= Personal Call =

1954 half-hour radio play written by Agatha Christie

Personal Call is a half-hour radio play written by Agatha Christie and first performed on the BBC Radio Light Programme on Monday, 31 May 1954. The play reuses the character of Inspector Narracott from the 1931 novel The Sittaford Mystery.

==Background==

Christie's official biography states that the play was written after she and her husband, Max Mallowan, returned from their annual summer season at the archaeological dig at Nimrud in 1952. The producer of the play, Ayton Whitaker, found the script to be "first rate" saying that it made, "full use of radio techniques and possibilities." It appears that Christie either did not specify Newton Abbot as one of the locales in the play or was happy for it to be changed, saying, "Any station will do. Newton Abbot telephone boxes and station geography would have to be vetted, of course."

In 1960, the BBC remade the play, this time produced by David H. Godfrey, and it was again transmitted on the Light Programme, this time at 9.30pm on Tuesday, 29 November. No cast members from the 1954 production took part in this later version which was reviewed by Frederick Laws in The Listener who said it, "worked as neatly as those alarm clocks which also serve you with a cup of tea. It also did a bit of dodgy problem-solving of the sort psychologists allege that the mind does in sleep. And it only cheated, supernaturally, a little bit. It seemed, you see, as though a ghost was using the telephone service. Confident that neither the PMG (Postmaster General), the powers above, nor Miss Christie would permit this, one waited, and the disclosure was suitably remarkable." He concluded, "The detective story, against all probability, seems to be coming back to radio."

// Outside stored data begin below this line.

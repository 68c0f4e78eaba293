// In: src/lib.rs

//! Skirmish Combat Engine
//!
//! Turn-based tactical combat between a party of player characters and
//! template-spawned enemies. Scenes are persisted after every accepted
//! action, so a fight survives a restart and can be resumed by id.

// --- MODULE DECLARATIONS ---
pub mod catalog;
pub mod character;
pub mod combat;
pub mod config;
pub mod errors;
pub mod interface;
pub mod party;
pub mod store;

// --- PUBLIC API RE-EXPORTS ---

// --- From the `schema` crate ---
// Static vocabulary shared by templates, characters and scenes.
pub use schema::{
    AbilityKind, ActionSlot, AiBehavior, ConditionKind, DamageType, EnemyTemplate, Encounter,
    Faction, Line, Stat, WeaponData,
};

// --- From this crate's modules (`src/`) ---

// The request/response surface.
pub use combat::actions::{ActionKind, ActionRequest};
pub use combat::combatant::CombatantId;
pub use combat::engine::{
    ActionOutcome, Collaborators, CombatEngine, OutcomeStatus, RecoveryReport, StartedCombat,
};
pub use combat::snapshot::{SceneStatus, Snapshot};
pub use combat::state::{CombatEvent, Scene, SceneId, Termination};

// Data sources and durable state.
pub use catalog::Catalog;
pub use character::{CharacterStore, InMemoryCharacterStore, JsonCharacterStore, PlayerCharacter};
pub use config::EngineConfig;
pub use party::{JsonPartyDirectory, Party, PartyDirectory, StaticParties};

// Crate-specific error and result types.
pub use errors::{
    ActionRejection, CombatError, CombatResult, DataError, DataResult, PersistenceError,
    PersistenceResult,
};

The play has never been commercially published and received its first production since 1960 as part of the Agatha Christie Theatre Festival in 2001 at the Palace Theatre, Westcliff-on-Sea and has occasionally been performed since as a special event. The play was included in Murder on Air, a special production from 22 April to 3 May 2008 by the Agatha Christie Theatre Company of three of Christie's radio plays (the other two being The Yellow Iris and Butter in a Lordly Dish) at the Theatre Royal, Windsor.

==Plot summary==

A cocktail party is in full flow at the Kensington home of James and Pam Brent when there is a phone call. Mrs. Lamb, the Brents' housekeeper fetches James and the operator puts the call through. He hears a slightly ethereal voice that claims to be that of a woman called Fay. James is shocked and angry and demands to know who the caller really is. She repeats that she is Fay, she is at Newton Abbot railway station and that she is waiting for him. Pam comes into the hall from the party and James, shaken, slams the phone down but refuses to say who the caller was. He sends her back to look after his guests and rings the operator to find out where the call came from. He is stunned to find out that no call has been put through to his house that day. Pam comes back from the party again, suspicious about what is going on. James tries to reassure her that there is no problem. Pam tells him that she has invited two friends who she has not seen for a long time to come round and play bridge tomorrow.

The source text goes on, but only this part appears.